出发前的这些日子,他变着法子地哄她,任她怎么喜欢就怎么欺负,并保证自己会安然无恙得胜回来。

    冀衡哄她确实很有一套,白倾倾心里被哄的舒服了,担忧也淡去了许多。

    出发当日,大公主殿下的车驾亲自送冀衡和大军出了城。

    在城外,大公主捧着冀将军的脸亲了亲他,酸倒了在场的所有人。

    白倾倾已仔细回忆过脑海中的信息,就当成是自己所梦见的,全都告诉了冀衡。提醒他要提防什么人,要避开怎样的埋伏。
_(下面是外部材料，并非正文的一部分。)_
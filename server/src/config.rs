use anyhow::{Context, Result};
use chrono::{NaiveDate, Utc};

const DEFAULT_ORG_NAME: &str = "Acme Corp";
const DEFAULT_CORS_ORIGIN: &str = "http://localhost:5173";

#[derive(Clone, Debug)]
pub struct AppConfig {
    /// The "today" every page derives overdue and upcoming state from.
    pub as_of: NaiveDate,
    pub org_name: String,
    pub cors_allowed_origins: Vec<String>,
}

impl AppConfig {
    pub fn load() -> Result<Self> {
        Self::from_lookup(|key| std::env::var(key).ok())
    }

    fn from_lookup(lookup: impl Fn(&str) -> Option<String>) -> Result<Self> {
        let as_of = match lookup("DASHBOARD_AS_OF").filter(|v| !v.trim().is_empty()) {
            Some(raw) => parse_as_of(&raw)?,
            None => Utc::now().date_naive(),
        };

        let org_name = lookup("ORG_NAME")
            .map(|name| name.trim().to_string())
            .filter(|name| !name.is_empty())
            .unwrap_or_else(|| DEFAULT_ORG_NAME.into());

        let cors_allowed_origins = lookup("CORS_ALLOWED_ORIGINS")
            .unwrap_or_else(|| DEFAULT_CORS_ORIGIN.into())
            .split(',')
            .filter_map(|s| {
                let trimmed = s.trim();
                if trimmed.is_empty() {
                    None
                } else {
                    Some(trimmed.to_string())
                }
            })
            .collect::<Vec<_>>();

        Ok(Self {
            as_of,
            org_name,
            cors_allowed_origins,
        })
    }

    pub fn with_as_of(mut self, as_of: Option<NaiveDate>) -> Self {
        if let Some(date) = as_of {
            self.as_of = date;
        }
        self
    }
}

pub fn parse_as_of(raw: &str) -> Result<NaiveDate> {
    NaiveDate::parse_from_str(raw.trim(), "%Y-%m-%d")
        .with_context(|| format!("invalid date {raw:?}, expected YYYY-MM-DD"))
}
    冀衡都记在心里,将她搂在怀中,在她耳边说:“倾倾,我很快回来。”

    冀战神是个很听话的驸马,他答应了大公主什么,也确实都做到了。

    此役夏军毫无凶险的大胜,抹灭了挑衅者的最后一丝幻想。

    毕竟如今的夏军有战神威名的将军,吸纳扩增的将士,操练不怠的军队,有白倾倾的提醒,还有离国的盟军。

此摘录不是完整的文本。